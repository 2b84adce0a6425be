//! DDL transpiler.
//!
//! Converts resolved table definitions into SQLite DDL. Column clauses are
//! emitted in one fixed order regardless of how the flags were written:
//!
//! ```text
//! <name> <type> [PRIMARY KEY] [AUTOINCREMENT] [UNIQUE] [NOT NULL]
//!        [REFERENCES t(c) [ON DELETE a] [ON UPDATE a] [DEFERRABLE INITIALLY DEFERRED]]
//!        [DEFAULT <expr>]
//! ```

use crate::ast::*;

/// Trait for converting AST nodes to SQL.
pub trait ToSql {
    /// Convert this node to a SQL string.
    fn to_sql(&self) -> String;
}

impl ToSql for ForeignKeyRef {
    fn to_sql(&self) -> String {
        let mut sql = format!("REFERENCES {}({})", self.table, self.column);
        if let Some(action) = self.on_delete {
            sql.push_str(" ON DELETE ");
            sql.push_str(action.as_sql());
        }
        if let Some(action) = self.on_update {
            sql.push_str(" ON UPDATE ");
            sql.push_str(action.as_sql());
        }
        if self.deferred {
            sql.push_str(" DEFERRABLE INITIALLY DEFERRED");
        }
        sql
    }
}

impl ToSql for FieldDescriptor {
    fn to_sql(&self) -> String {
        let c = &self.constraints;
        let mut parts: Vec<String> = vec![self.name.clone(), self.storage.to_string()];

        if c.primary_key {
            parts.push("PRIMARY KEY".into());
        }
        if c.auto_increment {
            parts.push("AUTOINCREMENT".into());
        }
        if c.unique {
            parts.push("UNIQUE".into());
        }
        if c.not_null {
            parts.push("NOT NULL".into());
        }
        if let Some(fk) = &self.fk {
            parts.push(fk.to_sql());
        }
        if let Some(expr) = &c.default {
            parts.push(format!("DEFAULT {}", expr));
        }

        parts.join(" ")
    }
}

impl ToSql for TableSpec {
    /// `CREATE TABLE IF NOT EXISTS`, one column per line.
    fn to_sql(&self) -> String {
        let cols: Vec<String> = self
            .columns
            .iter()
            .map(|c| format!("    {}", c.to_sql()))
            .collect();
        format!(
            "CREATE TABLE IF NOT EXISTS {} (\n{}\n);",
            self.name,
            cols.join(",\n")
        )
    }
}

/// `CREATE INDEX IF NOT EXISTS idx_<table>_<col> ON <table>(<col>);`
pub fn index_sql(table: &str, column: &str) -> String {
    format!(
        "CREATE INDEX IF NOT EXISTS idx_{t}_{c} ON {t}({c});",
        t = table,
        c = column
    )
}

/// Index backing a foreign-key column, suffixed `_fk`.
pub fn fk_index_sql(table: &str, column: &str) -> String {
    format!(
        "CREATE INDEX IF NOT EXISTS idx_{t}_{c}_fk ON {t}({c});",
        t = table,
        c = column
    )
}

impl TableSpec {
    /// Assemble the persisted artifact.
    pub fn to_artifact(&self) -> SchemaArtifact {
        SchemaArtifact {
            table: self.name.clone(),
            version: self.version,
            create_sql: self.to_sql(),
            extra_sql: self.extra_indexes.iter().cloned().collect(),
        }
    }
}

#[cfg(test)]
mod tests {
    use super::*;
    use crate::types::{FkAction, StorageClass};
    use pretty_assertions::assert_eq;

    #[test]
    fn test_fixed_clause_order() {
        let mut col = FieldDescriptor::new("email", StorageClass::Text);
        col.constraints.not_null = true;
        col.constraints.unique = true;
        assert_eq!(col.to_sql(), "email TEXT UNIQUE NOT NULL");
    }

    #[test]
    fn test_full_clause() {
        let mut col = FieldDescriptor::new("owner_id", StorageClass::Integer);
        col.constraints.default = Some("0".into());
        col.constraints.not_null = true;
        col.fk = Some(ForeignKeyRef {
            table: "users".into(),
            column: "id".into(),
            on_delete: Some(FkAction::Cascade),
            on_update: Some(FkAction::SetNull),
            deferred: true,
        });
        assert_eq!(
            col.to_sql(),
            "owner_id INTEGER NOT NULL REFERENCES users(id) ON DELETE CASCADE \
             ON UPDATE SET NULL DEFERRABLE INITIALLY DEFERRED DEFAULT 0"
        );
    }

    #[test]
    fn test_surrogate_id_clause() {
        assert_eq!(
            FieldDescriptor::surrogate_id().to_sql(),
            "id INTEGER PRIMARY KEY AUTOINCREMENT"
        );
    }

    #[test]
    fn test_create_table_layout() {
        let mut table = TableSpec::new("tags", 2);
        table.columns.push(FieldDescriptor::surrogate_id());
        table
            .columns
            .push(FieldDescriptor::new("label", StorageClass::Text).not_null());
        table.extra_indexes.insert(index_sql("tags", "label"));

        let artifact = table.to_artifact();
        assert_eq!(
            artifact.create_sql,
            "CREATE TABLE IF NOT EXISTS tags (\n    id INTEGER PRIMARY KEY AUTOINCREMENT,\n    label TEXT NOT NULL\n);"
        );
        assert_eq!(artifact.version, 2);
        assert_eq!(
            artifact.extra_sql,
            vec!["CREATE INDEX IF NOT EXISTS idx_tags_label ON tags(label);"]
        );
    }

    #[test]
    fn test_fk_index_name() {
        assert_eq!(
            fk_index_sql("posts", "user_id"),
            "CREATE INDEX IF NOT EXISTS idx_posts_user_id_fk ON posts(user_id);"
        );
    }
}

* [Requirement]: After reading the records above, work out how many lines contain "parts" and give that number only.

* [Result of the exercise]: 8